"La Tour" - Doan Bui
"Le jeu des chaises musicales était l'allégorie parfaite du monde capitaliste. Il n'y avait jamais assez de chaises pour tout le monde. La vie se résumait à cette ronde absurde où il fallait se battre pour arracher des ressources trop rares."
Au début années 80, elles se remplissent peu à peu de réfugiés des régimes communistes vietnamiens et cambodgiens, dont Alice et Victor Truong, "boat people" qui détestent cette dénomination puisqu'ils sont arrivés à Paris en avion... C’est l’époque de la "France Terre d’asile", mais aussi celle d’une guerre froide qui cristallise les récupérations politiques autour de ces exilés asiatiques.
On suit la vie de quelques-uns de ses habitants sur plusieurs décennies, témoin de la détérioration progressive de l’ensemble, de l’invasion des espaces extérieurs par les mégots et les déjections canines.
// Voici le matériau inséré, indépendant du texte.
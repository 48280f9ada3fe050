use callcore::{CallId, CallIdentity, CallState, EndReason};
use std::sync::Arc;
use tokio::sync::broadcast;

use crate::media::StreamHandle;

/// An offer was received and is waiting for the local user.
#[derive(Debug, Clone)]
pub struct IncomingCall {
    pub identity: CallIdentity,
}

#[derive(Debug, Clone)]
pub struct StateChanged {
    pub call_id: CallId,
    pub state: CallState,
}

/// Remote media became available; hand the stream to the renderer.
#[derive(Debug, Clone)]
pub struct RemoteStream {
    pub call_id: CallId,
    pub stream: StreamHandle,
}

/// Emitted exactly once per session, when it reaches `Ended` or `Failed`.
#[derive(Debug, Clone)]
pub struct CallEnded {
    pub call_id: CallId,
    pub reason: EndReason,
    pub duration_secs: Option<u64>,
}

#[derive(Debug, Clone)]
pub struct DurationTick {
    pub call_id: CallId,
    pub secs: u64,
}

macro_rules! define_event_bus {
    ($(($field:ident, $type:ty)),* $(,)?) => {
        /// Typed event bus with one broadcast channel per UI-facing event.
        #[derive(Debug)]
        pub struct EventBus {
            $(
                pub $field: broadcast::Sender<$type>,
            )*
        }

        impl EventBus {
            pub fn new(capacity: usize) -> Self {
                Self {
                    $(
                        $field: broadcast::channel(capacity).0,
                    )*
                }
            }
        }
    };
}

define_event_bus! {
    (incoming_call, Arc<IncomingCall>),
    (state_changed, Arc<StateChanged>),
    (remote_stream, Arc<RemoteStream>),
    (call_ended, Arc<CallEnded>),
    (duration, Arc<DurationTick>),
}

impl Default for EventBus {
    fn default() -> Self {
        Self::new(100)
    }
}

impl EventBus {
    // Sending fails only when nobody is subscribed, which is fine for a UI bus.
    pub(crate) fn emit_incoming(&self, identity: CallIdentity) {
        let _ = self.incoming_call.send(Arc::new(IncomingCall { identity }));
    }

    pub(crate) fn emit_state(&self, call_id: &CallId, state: CallState) {
        let _ = self.state_changed.send(Arc::new(StateChanged {
            call_id: call_id.clone(),
            state,
        }));
    }

    pub(crate) fn emit_remote_stream(&self, call_id: &CallId, stream: StreamHandle) {
        let _ = self.remote_stream.send(Arc::new(RemoteStream {
            call_id: call_id.clone(),
            stream,
        }));
    }

    pub(crate) fn emit_ended(&self, call_id: &CallId, reason: EndReason, duration_secs: Option<u64>) {
        let _ = self.call_ended.send(Arc::new(CallEnded {
            call_id: call_id.clone(),
            reason,
            duration_secs,
        }));
    }

    pub(crate) fn emit_duration(&self, call_id: &CallId, secs: u64) {
        let _ = self.duration.send(Arc::new(DurationTick {
            call_id: call_id.clone(),
            secs,
        }));
    }
}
La communauté majoritairement asiatique qui peuple en premier lieu la tour sur laquelle s’attarde le récit l’emplit d’une vitalité féroce et grouillante. Puis s’y installent peu à peu des blancs des classes moyennes -fonctionnaires ou jeunes cadres- boutés hors du centre-ville parisien par le coût, devenu prohibitif, des loyers.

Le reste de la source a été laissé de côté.